Entries provided
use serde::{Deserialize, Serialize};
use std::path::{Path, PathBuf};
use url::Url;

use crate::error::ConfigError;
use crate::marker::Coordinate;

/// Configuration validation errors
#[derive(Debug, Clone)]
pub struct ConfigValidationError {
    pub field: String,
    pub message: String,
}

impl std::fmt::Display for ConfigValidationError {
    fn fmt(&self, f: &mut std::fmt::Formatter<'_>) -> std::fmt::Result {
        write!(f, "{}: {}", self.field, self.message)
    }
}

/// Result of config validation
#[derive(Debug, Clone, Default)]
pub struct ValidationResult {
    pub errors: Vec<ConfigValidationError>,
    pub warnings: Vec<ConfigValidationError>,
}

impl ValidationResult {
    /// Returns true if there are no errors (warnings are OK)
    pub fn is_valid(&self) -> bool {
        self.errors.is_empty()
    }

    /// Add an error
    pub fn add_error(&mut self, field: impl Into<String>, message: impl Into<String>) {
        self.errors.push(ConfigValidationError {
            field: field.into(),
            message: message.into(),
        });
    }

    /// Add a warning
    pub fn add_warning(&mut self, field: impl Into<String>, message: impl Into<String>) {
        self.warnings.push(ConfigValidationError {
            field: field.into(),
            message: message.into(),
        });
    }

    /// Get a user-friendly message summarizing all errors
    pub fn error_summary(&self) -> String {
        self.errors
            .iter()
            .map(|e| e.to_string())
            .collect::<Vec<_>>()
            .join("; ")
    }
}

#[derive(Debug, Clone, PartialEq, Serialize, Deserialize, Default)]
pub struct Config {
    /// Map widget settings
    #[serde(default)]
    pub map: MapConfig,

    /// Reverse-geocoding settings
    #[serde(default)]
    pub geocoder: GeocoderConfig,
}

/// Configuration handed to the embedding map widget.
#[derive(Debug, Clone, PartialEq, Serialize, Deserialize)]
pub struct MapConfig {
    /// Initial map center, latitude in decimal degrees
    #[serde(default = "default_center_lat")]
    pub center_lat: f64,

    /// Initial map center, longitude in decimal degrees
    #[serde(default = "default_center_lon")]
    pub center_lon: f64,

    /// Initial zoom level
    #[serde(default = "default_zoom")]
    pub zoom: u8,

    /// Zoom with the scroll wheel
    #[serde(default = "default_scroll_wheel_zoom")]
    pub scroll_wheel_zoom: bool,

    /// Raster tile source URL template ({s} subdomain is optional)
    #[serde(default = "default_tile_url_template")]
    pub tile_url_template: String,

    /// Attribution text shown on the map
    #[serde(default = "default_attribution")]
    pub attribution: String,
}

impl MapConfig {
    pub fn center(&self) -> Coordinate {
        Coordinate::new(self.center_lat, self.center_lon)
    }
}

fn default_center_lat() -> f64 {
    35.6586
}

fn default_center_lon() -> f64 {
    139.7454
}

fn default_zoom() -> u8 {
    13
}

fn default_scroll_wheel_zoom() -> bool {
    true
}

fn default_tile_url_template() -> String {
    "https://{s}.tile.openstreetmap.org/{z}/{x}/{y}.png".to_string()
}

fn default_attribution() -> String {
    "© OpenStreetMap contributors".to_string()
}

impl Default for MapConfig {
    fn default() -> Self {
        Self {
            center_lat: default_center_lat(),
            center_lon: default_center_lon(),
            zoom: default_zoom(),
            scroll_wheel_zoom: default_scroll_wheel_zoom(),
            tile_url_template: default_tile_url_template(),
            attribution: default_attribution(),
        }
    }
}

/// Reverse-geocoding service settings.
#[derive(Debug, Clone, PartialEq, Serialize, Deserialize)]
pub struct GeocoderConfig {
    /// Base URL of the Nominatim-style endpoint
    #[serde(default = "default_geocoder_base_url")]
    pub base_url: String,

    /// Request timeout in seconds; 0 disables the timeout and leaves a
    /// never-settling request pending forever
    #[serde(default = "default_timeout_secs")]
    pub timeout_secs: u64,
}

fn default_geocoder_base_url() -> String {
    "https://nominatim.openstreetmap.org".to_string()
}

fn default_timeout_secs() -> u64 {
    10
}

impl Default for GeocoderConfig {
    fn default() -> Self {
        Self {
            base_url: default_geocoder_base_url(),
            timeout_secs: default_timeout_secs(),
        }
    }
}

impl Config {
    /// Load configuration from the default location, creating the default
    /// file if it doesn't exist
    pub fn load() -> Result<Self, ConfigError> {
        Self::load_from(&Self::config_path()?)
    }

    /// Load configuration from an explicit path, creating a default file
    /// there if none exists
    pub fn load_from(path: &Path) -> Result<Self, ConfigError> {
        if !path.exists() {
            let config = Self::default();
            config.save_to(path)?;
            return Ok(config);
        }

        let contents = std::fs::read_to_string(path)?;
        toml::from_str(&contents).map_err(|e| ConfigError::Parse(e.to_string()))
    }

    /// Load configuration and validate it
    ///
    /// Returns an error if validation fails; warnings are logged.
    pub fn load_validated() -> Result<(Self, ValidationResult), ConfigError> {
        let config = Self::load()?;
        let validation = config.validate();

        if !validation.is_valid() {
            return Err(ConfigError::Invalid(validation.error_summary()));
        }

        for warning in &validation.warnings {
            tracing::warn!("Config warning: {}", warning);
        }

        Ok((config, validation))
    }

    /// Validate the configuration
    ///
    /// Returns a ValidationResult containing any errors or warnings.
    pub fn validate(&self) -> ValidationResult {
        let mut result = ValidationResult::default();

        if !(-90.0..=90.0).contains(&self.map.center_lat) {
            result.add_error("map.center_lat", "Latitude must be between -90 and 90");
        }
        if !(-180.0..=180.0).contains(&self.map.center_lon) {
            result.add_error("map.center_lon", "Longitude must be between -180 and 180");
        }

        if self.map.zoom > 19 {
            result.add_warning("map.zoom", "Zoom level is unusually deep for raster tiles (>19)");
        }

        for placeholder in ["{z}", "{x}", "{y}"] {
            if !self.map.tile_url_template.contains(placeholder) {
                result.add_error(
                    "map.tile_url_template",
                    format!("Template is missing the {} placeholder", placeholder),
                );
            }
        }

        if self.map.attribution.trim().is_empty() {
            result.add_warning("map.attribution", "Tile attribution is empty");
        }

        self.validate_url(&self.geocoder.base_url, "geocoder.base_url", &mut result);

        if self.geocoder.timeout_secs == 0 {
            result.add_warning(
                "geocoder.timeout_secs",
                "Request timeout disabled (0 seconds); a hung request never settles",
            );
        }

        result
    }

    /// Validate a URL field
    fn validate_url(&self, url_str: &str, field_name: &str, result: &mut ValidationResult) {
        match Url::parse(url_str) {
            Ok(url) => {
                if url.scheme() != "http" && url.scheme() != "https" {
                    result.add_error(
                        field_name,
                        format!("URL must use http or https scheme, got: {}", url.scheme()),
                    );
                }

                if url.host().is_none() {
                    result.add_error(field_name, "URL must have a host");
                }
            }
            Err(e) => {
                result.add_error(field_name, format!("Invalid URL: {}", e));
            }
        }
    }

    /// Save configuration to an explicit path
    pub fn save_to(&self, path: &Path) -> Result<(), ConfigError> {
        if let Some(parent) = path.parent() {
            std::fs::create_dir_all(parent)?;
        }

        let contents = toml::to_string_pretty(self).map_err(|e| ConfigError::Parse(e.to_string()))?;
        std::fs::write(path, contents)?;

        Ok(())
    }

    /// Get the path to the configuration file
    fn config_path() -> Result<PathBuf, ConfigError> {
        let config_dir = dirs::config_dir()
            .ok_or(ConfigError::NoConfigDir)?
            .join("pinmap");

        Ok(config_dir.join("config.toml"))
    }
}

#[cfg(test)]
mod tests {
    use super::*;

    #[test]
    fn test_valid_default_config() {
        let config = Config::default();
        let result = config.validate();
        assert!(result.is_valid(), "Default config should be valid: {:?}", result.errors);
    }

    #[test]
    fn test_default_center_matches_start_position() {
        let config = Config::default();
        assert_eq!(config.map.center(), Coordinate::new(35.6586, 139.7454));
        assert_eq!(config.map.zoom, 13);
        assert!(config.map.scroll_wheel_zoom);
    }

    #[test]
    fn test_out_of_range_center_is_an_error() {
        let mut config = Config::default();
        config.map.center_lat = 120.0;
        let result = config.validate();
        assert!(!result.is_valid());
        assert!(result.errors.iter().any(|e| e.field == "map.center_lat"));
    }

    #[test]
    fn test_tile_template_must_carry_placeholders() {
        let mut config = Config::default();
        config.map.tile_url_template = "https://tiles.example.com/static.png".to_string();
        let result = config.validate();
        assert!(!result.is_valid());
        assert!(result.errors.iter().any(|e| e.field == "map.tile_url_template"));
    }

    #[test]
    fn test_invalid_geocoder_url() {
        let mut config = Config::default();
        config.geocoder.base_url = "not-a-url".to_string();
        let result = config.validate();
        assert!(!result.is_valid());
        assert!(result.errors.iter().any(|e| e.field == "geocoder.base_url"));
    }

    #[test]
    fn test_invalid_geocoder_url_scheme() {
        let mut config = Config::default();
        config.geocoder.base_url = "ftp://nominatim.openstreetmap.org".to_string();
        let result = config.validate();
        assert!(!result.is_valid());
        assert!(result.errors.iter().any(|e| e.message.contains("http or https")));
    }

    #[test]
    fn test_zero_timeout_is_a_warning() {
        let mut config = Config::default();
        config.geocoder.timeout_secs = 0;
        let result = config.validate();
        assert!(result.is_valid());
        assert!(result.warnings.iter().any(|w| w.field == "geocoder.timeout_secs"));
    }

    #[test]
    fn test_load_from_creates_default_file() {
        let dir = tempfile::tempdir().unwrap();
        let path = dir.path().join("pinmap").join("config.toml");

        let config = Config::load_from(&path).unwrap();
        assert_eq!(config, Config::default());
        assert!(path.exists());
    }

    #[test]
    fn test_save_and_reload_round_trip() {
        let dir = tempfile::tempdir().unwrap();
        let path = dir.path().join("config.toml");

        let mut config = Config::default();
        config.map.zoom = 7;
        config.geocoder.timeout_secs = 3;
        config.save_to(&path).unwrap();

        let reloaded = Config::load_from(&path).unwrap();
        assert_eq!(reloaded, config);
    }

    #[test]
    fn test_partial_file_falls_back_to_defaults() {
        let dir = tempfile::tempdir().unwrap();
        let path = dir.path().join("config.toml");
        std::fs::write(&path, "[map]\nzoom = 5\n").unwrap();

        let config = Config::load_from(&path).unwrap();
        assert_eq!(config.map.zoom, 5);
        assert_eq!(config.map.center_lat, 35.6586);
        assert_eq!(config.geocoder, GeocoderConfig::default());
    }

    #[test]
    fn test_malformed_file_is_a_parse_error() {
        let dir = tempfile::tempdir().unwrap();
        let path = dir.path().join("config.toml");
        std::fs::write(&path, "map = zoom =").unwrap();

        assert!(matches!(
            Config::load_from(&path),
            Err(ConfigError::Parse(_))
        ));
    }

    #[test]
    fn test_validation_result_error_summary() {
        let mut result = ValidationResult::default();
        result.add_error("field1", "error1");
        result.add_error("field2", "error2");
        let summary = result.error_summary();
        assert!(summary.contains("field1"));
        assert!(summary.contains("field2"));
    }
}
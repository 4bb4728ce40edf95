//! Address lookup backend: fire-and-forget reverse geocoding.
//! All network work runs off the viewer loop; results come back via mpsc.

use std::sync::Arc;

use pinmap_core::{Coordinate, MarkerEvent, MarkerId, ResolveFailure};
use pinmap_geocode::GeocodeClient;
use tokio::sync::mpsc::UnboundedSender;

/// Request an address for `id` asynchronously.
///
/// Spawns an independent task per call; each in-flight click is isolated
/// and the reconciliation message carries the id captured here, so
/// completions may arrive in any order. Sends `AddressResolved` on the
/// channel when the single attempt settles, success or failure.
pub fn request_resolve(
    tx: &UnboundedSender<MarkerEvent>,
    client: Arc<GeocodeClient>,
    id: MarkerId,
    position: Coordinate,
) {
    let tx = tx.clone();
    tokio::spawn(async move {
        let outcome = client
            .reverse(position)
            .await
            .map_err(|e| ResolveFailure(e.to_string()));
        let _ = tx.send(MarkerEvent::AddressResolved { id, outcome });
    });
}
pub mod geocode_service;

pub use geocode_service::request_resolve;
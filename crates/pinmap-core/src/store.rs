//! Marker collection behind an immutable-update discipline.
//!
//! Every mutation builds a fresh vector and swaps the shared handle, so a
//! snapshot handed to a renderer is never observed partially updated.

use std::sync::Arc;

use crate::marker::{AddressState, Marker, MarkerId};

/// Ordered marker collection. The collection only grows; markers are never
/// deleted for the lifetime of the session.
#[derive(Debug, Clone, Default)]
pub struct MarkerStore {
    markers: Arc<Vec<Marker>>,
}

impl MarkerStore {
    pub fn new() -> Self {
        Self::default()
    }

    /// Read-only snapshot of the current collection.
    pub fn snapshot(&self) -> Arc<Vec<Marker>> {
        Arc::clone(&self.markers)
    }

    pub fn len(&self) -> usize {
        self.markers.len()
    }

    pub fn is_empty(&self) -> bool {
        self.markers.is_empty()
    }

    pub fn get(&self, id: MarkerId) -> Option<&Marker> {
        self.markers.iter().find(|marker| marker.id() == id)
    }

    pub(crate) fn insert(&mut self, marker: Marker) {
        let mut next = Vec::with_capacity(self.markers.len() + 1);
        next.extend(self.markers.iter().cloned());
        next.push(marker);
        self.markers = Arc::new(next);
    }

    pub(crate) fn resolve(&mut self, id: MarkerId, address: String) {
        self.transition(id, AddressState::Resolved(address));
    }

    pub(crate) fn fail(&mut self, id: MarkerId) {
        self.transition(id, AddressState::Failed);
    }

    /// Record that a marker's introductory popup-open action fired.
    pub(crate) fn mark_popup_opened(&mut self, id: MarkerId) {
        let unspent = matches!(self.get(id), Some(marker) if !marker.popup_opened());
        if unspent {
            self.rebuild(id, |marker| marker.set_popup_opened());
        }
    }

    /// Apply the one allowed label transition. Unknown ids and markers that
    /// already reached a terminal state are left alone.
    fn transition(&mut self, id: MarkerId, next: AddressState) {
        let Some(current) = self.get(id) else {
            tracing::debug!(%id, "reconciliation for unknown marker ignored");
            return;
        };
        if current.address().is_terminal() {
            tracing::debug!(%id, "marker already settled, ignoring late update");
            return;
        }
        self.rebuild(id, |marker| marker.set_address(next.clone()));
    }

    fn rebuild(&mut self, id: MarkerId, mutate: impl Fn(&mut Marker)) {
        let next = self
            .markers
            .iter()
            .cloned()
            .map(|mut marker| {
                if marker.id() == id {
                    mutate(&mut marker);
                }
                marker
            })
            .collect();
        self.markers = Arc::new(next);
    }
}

How to complete this task
Return only the lines spanning from the first line of the material through the line with "pub struct ValidationResult", copied exactly, both ends kept.

Response box
use serde::{Deserialize, Serialize};
use std::path::{Path, PathBuf};
use url::Url;

use crate::error::ConfigError;
use crate::marker::Coordinate;

/// Configuration validation errors
#[derive(Debug, Clone)]
pub struct ConfigValidationError {
    pub field: String,
    pub message: String,
}

impl std::fmt::Display for ConfigValidationError {
    fn fmt(&self, f: &mut std::fmt::Formatter<'_>) -> std::fmt::Result {
        write!(f, "{}: {}", self.field, self.message)
    }
}

/// Result of config validation
#[derive(Debug, Clone, Default)]
pub struct ValidationResult {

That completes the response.